One bank (in your case, with both batteries combined) is always simplest. Of course, you do run the risk of accidentally draining the battery with accessories. The alternator should not drain the battery when it's not running, if everything is working properly. Just like a car. That happens to be the setup we have on our boat. We sized the bank so that it's big enough that we don't deplete it. That would be impractical on a larger vessel.
Since you already have the battery switch, you could leave it setup as now. Just run the aux on "both" -- and when not motoring, switch to whichever bank you want to call "house". The next time you're going to fire up the aux, again switch to "both" (first) and everything should be OK. You could even alternate which battery you call "house", say, batt 1 on odd-numbered days, and batt 2 on even-numbered days. Since your switch isn't the make-before-break type with a field connection, just remember to never move the switch while the alternator is running.

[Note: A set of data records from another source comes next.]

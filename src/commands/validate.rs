//! Validate command implementation
//!
//! Loads the bundle, runs the default mutators and prints the resulting
//! configuration. The configuration goes to stdout, the summary to stderr.

use std::path::{Path, PathBuf};

use console::Style;
use tracing::info;

use crate::bundle::Bundle;
use crate::cli::{OutputFormat, ValidateArgs};
use crate::error::{Result, io_error};
use crate::mutator;

pub fn run(args: ValidateArgs) -> Result<()> {
    let root = resolve_bundle_path(args.path)?;
    let bundle = prepare(&root, args.environment.as_deref())?;

    let rendered = match args.output {
        OutputFormat::Yaml => bundle.config.to_yaml()?,
        OutputFormat::Json => bundle.config.to_json()?,
    };
    println!("{}", rendered.trim_end());

    let green = Style::new().green().bold();
    eprintln!(
        "{} bundle '{}' (environment: {})",
        green.apply_to("Validated"),
        bundle.config.bundle.name,
        bundle.config.environment.as_deref().unwrap_or("-")
    );
    Ok(())
}

/// Load the bundle at `root` and run the default mutators on it
pub fn prepare(root: &Path, environment: Option<&str>) -> Result<Bundle> {
    let mut bundle = Bundle::load(root)?;
    info!(
        bundle = %bundle.config.bundle.name,
        root = %bundle.local_root.display(),
        "Loaded bundle"
    );

    mutator::apply(&mut bundle, &mutator::default_mutators(environment))?;
    Ok(bundle)
}

/// Use the given path, or the current directory when none is given
fn resolve_bundle_path(path: Option<PathBuf>) -> Result<PathBuf> {
    match path {
        Some(path) => Ok(path),
        None => std::env::current_dir().map_err(|e| io_error("current directory", e)),
    }
}
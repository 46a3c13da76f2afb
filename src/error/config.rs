//! Configuration errors

use super::BundleError;

/// Creates a config not found error
pub fn not_found(path: impl Into<String>) -> BundleError {
    BundleError::ConfigNotFound { path: path.into() }
}

/// Creates a config parse failed error
pub fn parse_failed(path: impl Into<String>, reason: impl Into<String>) -> BundleError {
    BundleError::ConfigParseFailed {
        path: path.into(),
        reason: reason.into(),
    }
}

/// Creates an invalid config error
pub fn invalid(message: impl Into<String>) -> BundleError {
    BundleError::ConfigInvalid {
        message: message.into(),
    }
}

/// Creates a config read failed error
pub fn read_failed(path: impl Into<String>, reason: impl Into<String>) -> BundleError {
    BundleError::ConfigReadFailed {
        path: path.into(),
        reason: reason.into(),
    }
}

/// Creates an invalid include pattern error
pub fn glob_invalid(pattern: impl Into<String>, reason: impl Into<String>) -> BundleError {
    BundleError::GlobInvalid {
        pattern: pattern.into(),
        reason: reason.into(),
    }
}

/// Creates an unknown environment error
pub fn environment_not_found(name: impl Into<String>) -> BundleError {
    BundleError::EnvironmentNotFound { name: name.into() }
}
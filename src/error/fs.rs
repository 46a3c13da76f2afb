//! File system errors

use super::BundleError;

/// Creates an IO error that keeps the underlying cause
pub fn io_error(path: impl Into<String>, source: std::io::Error) -> BundleError {
    BundleError::Io {
        path: path.into(),
        source,
    }
}
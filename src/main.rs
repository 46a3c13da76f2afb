//! wsbundle - deployment bundle processor
//!
//! Command line entry point: parses arguments, sets up logging and dispatches
//! to the command implementations.

use clap::Parser;
use tracing_subscriber::EnvFilter;

use wsbundle::cli::{Cli, Commands};
use wsbundle::commands;

/// Log to stderr, honoring `RUST_LOG` when set
fn init_tracing(verbose: bool) {
    let default_level = if verbose { "wsbundle=debug" } else { "warn" };
    tracing_subscriber::fmt()
        .with_env_filter(
            EnvFilter::try_from_default_env().unwrap_or_else(|_| EnvFilter::new(default_level)),
        )
        .with_writer(std::io::stderr)
        .with_target(false)
        .init();
}

fn main() {
    let cli = Cli::parse();
    init_tracing(cli.verbose);

    let result = match cli.command {
        Commands::Validate(args) => commands::validate::run(args),
        Commands::Version => commands::version::run(),
        Commands::Completions(args) => commands::completions::run(args),
    };

    if let Err(e) = result {
        eprintln!("Error: {}", e);
        std::process::exit(1);
    }
}
//! wsbundle - deployment bundle processor
//!
//! Loads a declarative description of workspace jobs and pipelines and prepares
//! it for deployment by rewriting references to local notebooks and files into
//! the workspace paths they are deployed to.
//!
//! The work happens in [`mutator`]: an ordered list of stages, each changing the
//! [`bundle::Bundle`] in place, the last of which is
//! [`mutator::TranslatePaths`].

pub mod bundle;
pub mod cli;
pub mod commands;
pub mod config;
pub mod error;
pub mod mutator;
pub mod paths;

pub use bundle::Bundle;
pub use error::{BundleError, Result};
//! Derive workspace paths that were not configured explicitly

use tracing::debug;

use crate::bundle::Bundle;
use crate::error::Result;
use crate::mutator::Mutator;

/// Sets `file_path` and `artifact_path` below the workspace root when unset
///
/// Without a root there is nothing to derive from and the paths stay unset.
/// Stages that need them report the missing value themselves.
#[derive(Debug, Default)]
pub struct DefineDefaultWorkspacePaths;

impl Mutator for DefineDefaultWorkspacePaths {
    fn name(&self) -> &str {
        "DefineDefaultWorkspacePaths"
    }

    fn apply(&self, bundle: &mut Bundle) -> Result<()> {
        let workspace = &mut bundle.config.workspace;
        let Some(root) = workspace.root.as_deref() else {
            debug!("No workspace root, keeping workspace paths as configured");
            return Ok(());
        };
        let root = root.trim_end_matches('/');

        if workspace.file_path.is_none() {
            let file_path = format!("{root}/files");
            debug!(%file_path, "Defaulting workspace file path");
            workspace.file_path = Some(file_path);
        }
        if workspace.artifact_path.is_none() {
            let artifact_path = format!("{root}/artifacts");
            debug!(%artifact_path, "Defaulting workspace artifact path");
            workspace.artifact_path = Some(artifact_path);
        }
        Ok(())
    }
}
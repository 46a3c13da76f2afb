//! Environment definition and selection
//!
//! Selecting an environment folds its overrides into the root configuration
//! and drops the `environments` map, so later stages only see one effective
//! configuration.

use tracing::debug;

use crate::bundle::Bundle;
use crate::config::{Environment, Root};
use crate::error::{Result, config_invalid, environment_not_found};
use crate::mutator::Mutator;

/// Name of the environment defined when a bundle declares none
pub const DEFAULT_ENVIRONMENT: &str = "default";

/// Defines an empty default environment if the bundle has none
#[derive(Debug, Default)]
pub struct DefineDefaultEnvironment;

impl Mutator for DefineDefaultEnvironment {
    fn name(&self) -> &str {
        "DefineDefaultEnvironment"
    }

    fn apply(&self, bundle: &mut Bundle) -> Result<()> {
        let environments = &mut bundle.config.environments;
        if environments.is_empty() {
            environments.insert(
                DEFAULT_ENVIRONMENT.to_string(),
                Environment {
                    default: true,
                    ..Environment::default()
                },
            );
        }
        Ok(())
    }
}

/// Selects an environment by name
#[derive(Debug)]
pub struct SelectEnvironment {
    environment: String,
    label: String,
}

impl SelectEnvironment {
    pub fn new(environment: impl Into<String>) -> Self {
        let environment = environment.into();
        let label = format!("SelectEnvironment({environment})");
        Self { environment, label }
    }
}

impl Mutator for SelectEnvironment {
    fn name(&self) -> &str {
        &self.label
    }

    fn apply(&self, bundle: &mut Bundle) -> Result<()> {
        select(&mut bundle.config, &self.environment)
    }
}

/// Selects the environment marked `default`, or the only one declared
#[derive(Debug, Default)]
pub struct SelectDefaultEnvironment;

impl Mutator for SelectDefaultEnvironment {
    fn name(&self) -> &str {
        "SelectDefaultEnvironment"
    }

    fn apply(&self, bundle: &mut Bundle) -> Result<()> {
        let name = default_environment(&bundle.config)?;
        select(&mut bundle.config, &name)
    }
}

fn default_environment(root: &Root) -> Result<String> {
    let marked: Vec<&String> = root
        .environments
        .iter()
        .filter(|(_, env)| env.default)
        .map(|(name, _)| name)
        .collect();

    match marked.as_slice() {
        [name] => Ok((*name).clone()),
        [] => {
            let mut names = root.environments.keys();
            match (names.next(), names.next()) {
                (Some(only), None) => Ok(only.clone()),
                (None, _) => Err(config_invalid("no environments defined")),
                (Some(_), Some(_)) => Err(config_invalid(
                    "unable to select default environment: none is marked as default",
                )),
            }
        }
        _ => Err(config_invalid(format!(
            "multiple environments are marked as default: {}",
            marked
                .iter()
                .map(|name| name.as_str())
                .collect::<Vec<_>>()
                .join(", ")
        ))),
    }
}

fn select(root: &mut Root, name: &str) -> Result<()> {
    if let Some(selected) = &root.environment {
        return Err(config_invalid(format!(
            "environment already selected: {selected}"
        )));
    }

    let environment = root
        .environments
        .get(name)
        .ok_or_else(|| environment_not_found(name))?;
    debug!(environment = name, "Selecting environment");

    // Nothing on `root` changes until the merge has succeeded.
    let mut workspace = root.workspace.clone();
    if let Some(overrides) = &environment.workspace {
        workspace.overlay(overrides);
    }
    let mut resources = root.resources.clone();
    if let Some(extra) = &environment.resources {
        resources.merge(extra.clone())?;
    }

    root.workspace = workspace;
    root.resources = resources;
    root.environment = Some(name.to_string());
    root.environments.clear();
    Ok(())
}
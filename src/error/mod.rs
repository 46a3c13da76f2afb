//! Error types and handling for wsbundle
//!
//! Uses `thiserror` for error definitions and `miette` for pretty diagnostics.
//!
//! This module is organized into sub-modules by error domain:
//! - [`paths`]: Path resolution errors
//! - [`config`]: Configuration errors
//! - [`fs`]: File system errors

pub mod config;
pub mod fs;
pub mod paths;

pub use config::{
    environment_not_found, glob_invalid, invalid as config_invalid, not_found as config_not_found,
    parse_failed as config_parse_failed, read_failed as config_read_failed,
};
pub use fs::io_error;
pub use paths::{not_found as artifact_not_found, outside_root as path_outside_root};

use miette::Diagnostic;
use thiserror::Error;

use crate::paths::ArtifactKind;

/// Main error type for bundle operations
#[derive(Error, Diagnostic, Debug)]
pub enum BundleError {
    // Path resolution errors
    #[error("{kind} {path} not found")]
    #[diagnostic(
        code(wsbundle::paths::not_found),
        help("Relative paths are resolved against the bundle root directory")
    )]
    NotFound { kind: ArtifactKind, path: String },

    #[error("path {path} is not contained in bundle root path")]
    #[diagnostic(
        code(wsbundle::paths::outside_root),
        help("Move the file into the bundle directory or reference it by its workspace path")
    )]
    PathOutsideRoot { path: String },

    // File system errors
    #[error("Failed to access {path}")]
    #[diagnostic(code(wsbundle::fs::io_error))]
    Io {
        path: String,
        #[source]
        source: std::io::Error,
    },

    // Configuration errors
    #[error("Configuration file not found in {path}")]
    #[diagnostic(
        code(wsbundle::config::not_found),
        help("Create a bundle.yml file at the root of the bundle")
    )]
    ConfigNotFound { path: String },

    #[error("Failed to read configuration file {path}: {reason}")]
    #[diagnostic(code(wsbundle::config::read_failed))]
    ConfigReadFailed { path: String, reason: String },

    #[error("Failed to parse configuration file {path}: {reason}")]
    #[diagnostic(code(wsbundle::config::parse_failed))]
    ConfigParseFailed { path: String, reason: String },

    #[error("{message}")]
    #[diagnostic(code(wsbundle::config::invalid))]
    ConfigInvalid { message: String },

    #[error("Invalid include pattern '{pattern}': {reason}")]
    #[diagnostic(code(wsbundle::config::glob_invalid))]
    GlobInvalid { pattern: String, reason: String },

    #[error("no such environment: {name}")]
    #[diagnostic(
        code(wsbundle::config::environment_not_found),
        help("Environments are declared under the 'environments' key of bundle.yml")
    )]
    EnvironmentNotFound { name: String },
}

impl From<serde_yaml::Error> for BundleError {
    fn from(err: serde_yaml::Error) -> Self {
        BundleError::ConfigParseFailed {
            path: "unknown".to_string(),
            reason: err.to_string(),
        }
    }
}

impl From<serde_json::Error> for BundleError {
    fn from(err: serde_json::Error) -> Self {
        BundleError::ConfigParseFailed {
            path: "unknown".to_string(),
            reason: err.to_string(),
        }
    }
}

/// Result type alias using miette for error handling
pub type Result<T> = miette::Result<T, BundleError>;

#[cfg(test)]
mod tests {
    use super::*;

    macro_rules! test_error_contains {
        ($test_name:ident, $err:expr, $($contains:expr),+ $(,)?) => {
            #[test]
            fn $test_name() {
                let err = $err;
                let error_string = err.to_string();
                $(
                    assert!(error_string.contains($contains),
                        "Error message should contain '{}', got: {}",
                        $contains,
                        error_string
                    );
                )+
            }
        };
    }

    #[test]
    fn test_notebook_not_found_display() {
        let err = artifact_not_found(ArtifactKind::Notebook, "./doesnt_exist.py");
        assert_eq!(err.to_string(), "notebook ./doesnt_exist.py not found");
    }

    #[test]
    fn test_file_not_found_display() {
        let err = artifact_not_found(ArtifactKind::File, "./doesnt_exist.py");
        assert_eq!(err.to_string(), "file ./doesnt_exist.py not found");
    }

    #[test]
    fn test_error_code() {
        let err = artifact_not_found(ArtifactKind::File, "x");
        assert_eq!(
            err.code().map(|c| c.to_string()),
            Some("wsbundle::paths::not_found".to_string())
        );
    }

    #[test]
    fn test_io_error_keeps_source() {
        let io_err = std::io::Error::new(std::io::ErrorKind::PermissionDenied, "denied");
        let err = io_error("/tmp/x", io_err);
        let source = std::error::Error::source(&err).map(ToString::to_string);
        assert_eq!(source.as_deref(), Some("denied"));
    }

    test_error_contains!(
        test_path_outside_root_error,
        path_outside_root("../x.py"),
        "../x.py",
        "not contained in bundle root path"
    );

    test_error_contains!(
        test_environment_not_found_error,
        environment_not_found("prod"),
        "no such environment: prod"
    );

    test_error_contains!(
        test_config_not_found_error,
        config_not_found("/path/to/bundle"),
        "Configuration file not found"
    );

    test_error_contains!(
        test_glob_invalid_error,
        glob_invalid("[", "unclosed"),
        "Invalid include pattern '['"
    );

    #[test]
    fn test_yaml_error_conversion() {
        let yaml_str = "invalid: yaml: content: [unclosed";
        let parse_result: std::result::Result<serde_yaml::Value, _> =
            serde_yaml::from_str(yaml_str);
        let yaml_err = parse_result.unwrap_err();
        let err: BundleError = yaml_err.into();
        assert!(matches!(err, BundleError::ConfigParseFailed { .. }));
    }

    #[test]
    fn test_config_constructors() {
        assert!(matches!(
            config_read_failed("/a/bundle.yml", "denied"),
            BundleError::ConfigReadFailed { .. }
        ));
        assert!(matches!(
            config_parse_failed("/a/bundle.yml", "bad"),
            BundleError::ConfigParseFailed { .. }
        ));
        assert_eq!(config_invalid("boom").to_string(), "boom");
    }
}
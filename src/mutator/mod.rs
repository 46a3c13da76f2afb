//! Mutators: named transformation stages applied to a bundle
//!
//! This module handles:
//! - The [`Mutator`] trait every stage implements
//! - Running an ordered list of stages, stopping at the first error
//! - The default stage list run before deployment
//!
//! A stage never decides whether a later stage runs. Anything conditional
//! happens inside the stage itself.

pub mod environment;
pub mod translate_paths;
pub mod workspace_paths;

pub use environment::{DefineDefaultEnvironment, SelectDefaultEnvironment, SelectEnvironment};
pub use translate_paths::TranslatePaths;
pub use workspace_paths::DefineDefaultWorkspacePaths;

use tracing::{debug, debug_span};

use crate::bundle::Bundle;
use crate::error::Result;

/// A single transformation stage
pub trait Mutator {
    /// Name used in logs and diagnostics
    fn name(&self) -> &str;

    /// Transform the bundle in place
    fn apply(&self, bundle: &mut Bundle) -> Result<()>;
}

/// Run `mutators` in order against `bundle`
///
/// Stops at the first failing stage and returns its error unchanged. Stages
/// that already ran keep their changes.
pub fn apply(bundle: &mut Bundle, mutators: &[Box<dyn Mutator>]) -> Result<()> {
    for mutator in mutators {
        let span = debug_span!("mutator", name = mutator.name());
        let _guard = span.enter();

        debug!("Apply");
        if let Err(e) = mutator.apply(bundle) {
            debug!(error = %e, "Apply failed");
            return Err(e);
        }
        debug!("Apply done");
    }
    Ok(())
}

/// Several mutators run as one stage
pub struct Seq {
    name: String,
    mutators: Vec<Box<dyn Mutator>>,
}

impl Seq {
    pub fn new(name: impl Into<String>, mutators: Vec<Box<dyn Mutator>>) -> Self {
        Self {
            name: name.into(),
            mutators,
        }
    }
}

impl Mutator for Seq {
    fn name(&self) -> &str {
        &self.name
    }

    fn apply(&self, bundle: &mut Bundle) -> Result<()> {
        apply(bundle, &self.mutators)
    }
}

/// Stages run on a freshly loaded bundle, in order
///
/// With `environment` unset the default environment is selected.
pub fn default_mutators(environment: Option<&str>) -> Vec<Box<dyn Mutator>> {
    let select: Box<dyn Mutator> = match environment {
        Some(name) => Box::new(SelectEnvironment::new(name)),
        None => Box::new(SelectDefaultEnvironment),
    };

    vec![
        Box::new(DefineDefaultEnvironment),
        select,
        Box::new(DefineDefaultWorkspacePaths),
        Box::new(TranslatePaths::new()),
    ]
}

#[cfg(test)]
#[allow(clippy::unwrap_used)]
mod tests {
    use super::*;
    use crate::config::Root;
    use crate::error::config_invalid;
    use std::cell::RefCell;
    use std::rc::Rc;

    /// Records its name into a shared log, optionally failing
    struct Recorder {
        name: &'static str,
        log: Rc<RefCell<Vec<&'static str>>>,
        fail: bool,
    }

    impl Recorder {
        fn boxed(
            name: &'static str,
            log: &Rc<RefCell<Vec<&'static str>>>,
            fail: bool,
        ) -> Box<dyn Mutator> {
            Box::new(Self {
                name,
                log: Rc::clone(log),
                fail,
            })
        }
    }

    impl Mutator for Recorder {
        fn name(&self) -> &str {
            self.name
        }

        fn apply(&self, bundle: &mut Bundle) -> Result<()> {
            self.log.borrow_mut().push(self.name);
            bundle.config.bundle.name.push_str(self.name);
            if self.fail {
                return Err(config_invalid(format!("{} failed", self.name)));
            }
            Ok(())
        }
    }

    fn bundle() -> Bundle {
        Bundle::new("/tmp/demo", Root::default())
    }

    #[test]
    fn test_apply_runs_in_order() {
        let log = Rc::new(RefCell::new(Vec::new()));
        let mutators = vec![
            Recorder::boxed("a", &log, false),
            Recorder::boxed("b", &log, false),
            Recorder::boxed("c", &log, false),
        ];

        let mut bundle = bundle();
        apply(&mut bundle, &mutators).unwrap();

        assert_eq!(*log.borrow(), vec!["a", "b", "c"]);
        assert_eq!(bundle.config.bundle.name, "abc");
    }

    #[test]
    fn test_apply_stops_at_first_error() {
        let log = Rc::new(RefCell::new(Vec::new()));
        let mutators = vec![
            Recorder::boxed("a", &log, false),
            Recorder::boxed("b", &log, true),
            Recorder::boxed("c", &log, true),
        ];

        let mut bundle = bundle();
        let err = apply(&mut bundle, &mutators).unwrap_err();

        assert_eq!(err.to_string(), "b failed");
        assert_eq!(*log.borrow(), vec!["a", "b"]);
        assert_eq!(bundle.config.bundle.name, "ab");
    }

    #[test]
    fn test_apply_empty_list() {
        let mut bundle = bundle();
        apply(&mut bundle, &[]).unwrap();
        assert_eq!(bundle.config, Root::default());
    }

    #[test]
    fn test_seq_runs_nested_mutators() {
        let log = Rc::new(RefCell::new(Vec::new()));
        let mutators: Vec<Box<dyn Mutator>> = vec![
            Box::new(Seq::new(
                "inner",
                vec![
                    Recorder::boxed("a", &log, false),
                    Recorder::boxed("b", &log, false),
                ],
            )),
            Recorder::boxed("c", &log, false),
        ];

        let mut bundle = bundle();
        apply(&mut bundle, &mutators).unwrap();
        assert_eq!(*log.borrow(), vec!["a", "b", "c"]);
        assert_eq!(mutators[0].name(), "inner");
    }

    #[test]
    fn test_default_mutator_order() {
        let names: Vec<String> = default_mutators(Some("prod"))
            .iter()
            .map(|m| m.name().to_string())
            .collect();
        assert_eq!(
            names,
            vec![
                "DefineDefaultEnvironment",
                "SelectEnvironment(prod)",
                "DefineDefaultWorkspacePaths",
                "TranslatePaths",
            ]
        );

        let names: Vec<String> = default_mutators(None)
            .iter()
            .map(|m| m.name().to_string())
            .collect();
        assert_eq!(names[1], "SelectDefaultEnvironment");
    }
}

A shore-fed inverter/charger shouldn't be an issue. They are typically setup to handle 2 banks for charging, so you can feed to each bank, and the switch position during a shore charge would be irrelevant, as long as the charger allows combed outputs. Ours does. We have a Guest 2-bank charger, but combine both outputs into one bank. Works "swimmingly", as the British might say.
The better chargers on the market now, and I think Xantrex is one, can proportionally charge whichever battery needs all the amps. In other words, say you have a 2-bank "nominal 10 plus 10 amp" charger, wired to 2 banks, and one bank is already topped up, these kinds of chargers can direct the full amperage (in this case, 20 amps) into the bank that needs it. Very nice.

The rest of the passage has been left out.